Look through the data for the string "tracing". Copy every line where it is found.

*Entries provided*:
__________
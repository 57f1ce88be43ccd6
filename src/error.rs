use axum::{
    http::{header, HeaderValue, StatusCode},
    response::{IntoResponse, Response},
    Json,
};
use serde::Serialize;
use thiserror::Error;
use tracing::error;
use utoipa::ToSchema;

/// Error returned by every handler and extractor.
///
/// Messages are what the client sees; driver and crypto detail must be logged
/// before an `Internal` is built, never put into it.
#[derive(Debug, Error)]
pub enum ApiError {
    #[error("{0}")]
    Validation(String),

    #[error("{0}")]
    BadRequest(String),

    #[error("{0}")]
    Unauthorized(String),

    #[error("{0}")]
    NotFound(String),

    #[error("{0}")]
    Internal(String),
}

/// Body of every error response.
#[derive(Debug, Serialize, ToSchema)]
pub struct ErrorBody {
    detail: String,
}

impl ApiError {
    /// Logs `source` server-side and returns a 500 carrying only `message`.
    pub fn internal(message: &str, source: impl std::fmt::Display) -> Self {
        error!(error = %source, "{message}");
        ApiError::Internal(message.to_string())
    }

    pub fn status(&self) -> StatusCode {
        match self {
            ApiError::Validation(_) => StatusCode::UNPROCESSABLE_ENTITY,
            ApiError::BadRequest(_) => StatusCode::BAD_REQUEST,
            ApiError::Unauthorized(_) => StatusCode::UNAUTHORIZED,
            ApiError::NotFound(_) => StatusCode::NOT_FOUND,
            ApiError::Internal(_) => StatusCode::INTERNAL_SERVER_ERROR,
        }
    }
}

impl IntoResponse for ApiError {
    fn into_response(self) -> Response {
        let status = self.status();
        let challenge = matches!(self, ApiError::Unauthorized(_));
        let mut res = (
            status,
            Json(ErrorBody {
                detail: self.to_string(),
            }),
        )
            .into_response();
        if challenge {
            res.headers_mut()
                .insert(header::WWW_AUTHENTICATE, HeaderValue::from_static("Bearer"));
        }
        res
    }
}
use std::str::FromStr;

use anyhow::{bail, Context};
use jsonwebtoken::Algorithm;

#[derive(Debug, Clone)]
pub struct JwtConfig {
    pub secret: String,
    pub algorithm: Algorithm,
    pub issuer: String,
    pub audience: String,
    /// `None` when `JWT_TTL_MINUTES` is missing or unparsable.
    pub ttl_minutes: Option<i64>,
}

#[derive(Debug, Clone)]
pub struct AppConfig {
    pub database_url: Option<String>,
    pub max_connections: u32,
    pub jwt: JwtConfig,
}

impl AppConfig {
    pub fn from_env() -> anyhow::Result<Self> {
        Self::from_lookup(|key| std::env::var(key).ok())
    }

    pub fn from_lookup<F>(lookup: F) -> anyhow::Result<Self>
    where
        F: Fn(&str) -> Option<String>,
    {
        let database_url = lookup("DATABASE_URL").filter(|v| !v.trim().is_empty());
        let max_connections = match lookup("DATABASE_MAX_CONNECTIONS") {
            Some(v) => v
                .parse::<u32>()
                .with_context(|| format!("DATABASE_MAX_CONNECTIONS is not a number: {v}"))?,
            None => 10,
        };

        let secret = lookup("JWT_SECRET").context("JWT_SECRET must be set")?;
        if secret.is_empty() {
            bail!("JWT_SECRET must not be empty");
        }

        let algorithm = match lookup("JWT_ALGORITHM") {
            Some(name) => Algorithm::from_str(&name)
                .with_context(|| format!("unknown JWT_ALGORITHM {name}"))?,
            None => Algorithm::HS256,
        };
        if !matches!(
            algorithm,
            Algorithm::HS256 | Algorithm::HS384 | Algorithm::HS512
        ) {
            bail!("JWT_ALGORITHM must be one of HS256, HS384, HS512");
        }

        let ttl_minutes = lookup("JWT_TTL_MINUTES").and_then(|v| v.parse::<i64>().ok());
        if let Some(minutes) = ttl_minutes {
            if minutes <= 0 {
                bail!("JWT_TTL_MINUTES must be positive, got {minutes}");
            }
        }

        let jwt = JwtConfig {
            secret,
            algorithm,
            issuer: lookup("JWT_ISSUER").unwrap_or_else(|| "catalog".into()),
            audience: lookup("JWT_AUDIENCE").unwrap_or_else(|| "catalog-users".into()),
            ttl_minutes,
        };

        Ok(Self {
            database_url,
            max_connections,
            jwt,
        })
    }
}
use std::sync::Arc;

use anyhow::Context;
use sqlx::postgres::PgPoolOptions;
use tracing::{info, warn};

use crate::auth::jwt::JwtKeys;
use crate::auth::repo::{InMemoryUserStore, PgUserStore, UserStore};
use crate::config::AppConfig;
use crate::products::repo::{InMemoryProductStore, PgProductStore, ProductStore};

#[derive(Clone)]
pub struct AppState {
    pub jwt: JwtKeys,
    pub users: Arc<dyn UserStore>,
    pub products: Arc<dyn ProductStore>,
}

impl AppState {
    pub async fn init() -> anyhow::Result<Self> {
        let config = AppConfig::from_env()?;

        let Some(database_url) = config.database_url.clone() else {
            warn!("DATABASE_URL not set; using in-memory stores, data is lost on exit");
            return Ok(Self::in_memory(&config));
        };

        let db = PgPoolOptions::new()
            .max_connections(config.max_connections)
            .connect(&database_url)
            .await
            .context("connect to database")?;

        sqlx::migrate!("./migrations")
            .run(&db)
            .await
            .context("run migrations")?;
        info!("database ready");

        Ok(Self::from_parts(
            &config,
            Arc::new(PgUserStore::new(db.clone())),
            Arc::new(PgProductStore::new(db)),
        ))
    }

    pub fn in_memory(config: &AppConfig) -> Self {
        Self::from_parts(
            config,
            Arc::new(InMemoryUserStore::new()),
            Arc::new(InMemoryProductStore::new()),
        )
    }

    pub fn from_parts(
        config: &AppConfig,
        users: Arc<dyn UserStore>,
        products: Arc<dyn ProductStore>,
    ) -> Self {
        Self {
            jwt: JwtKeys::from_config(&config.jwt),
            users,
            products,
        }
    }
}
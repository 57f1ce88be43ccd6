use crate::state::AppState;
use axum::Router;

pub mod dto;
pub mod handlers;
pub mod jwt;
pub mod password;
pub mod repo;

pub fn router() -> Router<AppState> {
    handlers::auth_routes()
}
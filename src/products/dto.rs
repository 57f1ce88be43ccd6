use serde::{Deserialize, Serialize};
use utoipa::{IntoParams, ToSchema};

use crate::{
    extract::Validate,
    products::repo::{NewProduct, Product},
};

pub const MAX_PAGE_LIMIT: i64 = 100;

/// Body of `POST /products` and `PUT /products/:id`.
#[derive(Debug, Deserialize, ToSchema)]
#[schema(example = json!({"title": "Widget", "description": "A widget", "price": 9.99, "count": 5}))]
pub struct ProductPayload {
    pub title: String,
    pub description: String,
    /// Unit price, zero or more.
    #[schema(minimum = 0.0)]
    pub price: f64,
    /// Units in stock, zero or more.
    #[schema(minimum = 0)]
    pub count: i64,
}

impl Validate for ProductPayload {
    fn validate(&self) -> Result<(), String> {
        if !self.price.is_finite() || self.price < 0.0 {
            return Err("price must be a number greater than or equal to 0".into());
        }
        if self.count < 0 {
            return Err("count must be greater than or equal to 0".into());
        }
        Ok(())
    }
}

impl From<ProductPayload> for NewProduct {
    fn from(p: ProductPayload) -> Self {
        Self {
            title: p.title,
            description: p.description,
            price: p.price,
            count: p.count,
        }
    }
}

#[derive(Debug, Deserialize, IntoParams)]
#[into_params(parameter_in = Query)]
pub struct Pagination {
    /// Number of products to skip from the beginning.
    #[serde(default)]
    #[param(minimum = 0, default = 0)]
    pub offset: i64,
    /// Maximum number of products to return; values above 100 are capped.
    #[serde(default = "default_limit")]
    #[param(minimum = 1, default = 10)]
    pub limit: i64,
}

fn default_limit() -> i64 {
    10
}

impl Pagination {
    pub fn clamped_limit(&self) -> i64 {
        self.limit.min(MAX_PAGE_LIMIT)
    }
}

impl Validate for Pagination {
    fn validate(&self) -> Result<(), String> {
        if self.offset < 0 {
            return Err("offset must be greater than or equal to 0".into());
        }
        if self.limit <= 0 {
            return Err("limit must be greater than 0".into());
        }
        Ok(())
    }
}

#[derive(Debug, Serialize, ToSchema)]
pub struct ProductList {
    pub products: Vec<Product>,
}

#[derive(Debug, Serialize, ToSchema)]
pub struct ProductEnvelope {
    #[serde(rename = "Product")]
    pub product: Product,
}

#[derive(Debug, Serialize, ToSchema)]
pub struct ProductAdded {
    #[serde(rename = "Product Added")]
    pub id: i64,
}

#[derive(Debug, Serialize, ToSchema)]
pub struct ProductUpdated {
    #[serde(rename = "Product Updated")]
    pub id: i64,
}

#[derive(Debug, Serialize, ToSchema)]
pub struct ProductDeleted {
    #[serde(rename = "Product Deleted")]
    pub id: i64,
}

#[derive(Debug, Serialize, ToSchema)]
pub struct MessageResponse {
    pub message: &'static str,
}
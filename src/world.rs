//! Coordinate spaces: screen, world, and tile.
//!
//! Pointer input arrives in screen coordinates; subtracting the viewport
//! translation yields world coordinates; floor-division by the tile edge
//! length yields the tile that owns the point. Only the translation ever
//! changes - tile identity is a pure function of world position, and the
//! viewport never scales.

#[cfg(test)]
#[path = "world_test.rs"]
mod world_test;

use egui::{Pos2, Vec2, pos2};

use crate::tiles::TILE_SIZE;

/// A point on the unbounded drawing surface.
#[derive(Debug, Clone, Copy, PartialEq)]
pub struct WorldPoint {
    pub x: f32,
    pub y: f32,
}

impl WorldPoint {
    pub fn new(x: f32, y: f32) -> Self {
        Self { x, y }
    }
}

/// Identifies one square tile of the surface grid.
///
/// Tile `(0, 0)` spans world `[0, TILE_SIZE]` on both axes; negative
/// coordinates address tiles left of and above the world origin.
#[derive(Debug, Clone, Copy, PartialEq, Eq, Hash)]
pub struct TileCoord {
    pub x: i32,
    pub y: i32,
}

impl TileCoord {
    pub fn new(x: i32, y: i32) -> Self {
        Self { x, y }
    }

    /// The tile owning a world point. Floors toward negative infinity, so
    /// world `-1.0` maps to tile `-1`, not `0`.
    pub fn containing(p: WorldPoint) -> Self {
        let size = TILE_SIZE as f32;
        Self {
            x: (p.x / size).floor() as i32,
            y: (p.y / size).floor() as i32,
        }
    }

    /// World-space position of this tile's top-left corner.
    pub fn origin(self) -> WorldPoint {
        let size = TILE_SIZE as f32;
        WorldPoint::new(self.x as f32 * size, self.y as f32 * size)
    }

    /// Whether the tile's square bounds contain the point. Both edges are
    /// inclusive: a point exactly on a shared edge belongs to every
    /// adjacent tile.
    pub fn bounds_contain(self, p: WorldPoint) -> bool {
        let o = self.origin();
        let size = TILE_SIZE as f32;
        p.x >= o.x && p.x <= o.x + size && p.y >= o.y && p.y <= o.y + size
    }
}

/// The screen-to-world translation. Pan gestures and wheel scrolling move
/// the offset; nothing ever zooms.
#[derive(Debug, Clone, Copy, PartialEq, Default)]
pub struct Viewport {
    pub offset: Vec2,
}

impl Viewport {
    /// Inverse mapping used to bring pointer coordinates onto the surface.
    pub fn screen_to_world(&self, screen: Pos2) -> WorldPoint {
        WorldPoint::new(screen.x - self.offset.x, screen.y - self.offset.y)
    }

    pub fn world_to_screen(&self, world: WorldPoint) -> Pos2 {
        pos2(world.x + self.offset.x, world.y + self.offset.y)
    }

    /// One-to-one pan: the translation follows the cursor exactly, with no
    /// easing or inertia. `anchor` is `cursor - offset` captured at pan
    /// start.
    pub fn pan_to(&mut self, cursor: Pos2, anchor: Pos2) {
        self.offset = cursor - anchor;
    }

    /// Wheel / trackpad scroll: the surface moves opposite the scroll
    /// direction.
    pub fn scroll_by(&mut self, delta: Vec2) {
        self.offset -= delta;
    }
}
__________
*Finished task*:
use tracing::error;
use tracing::{info, warn};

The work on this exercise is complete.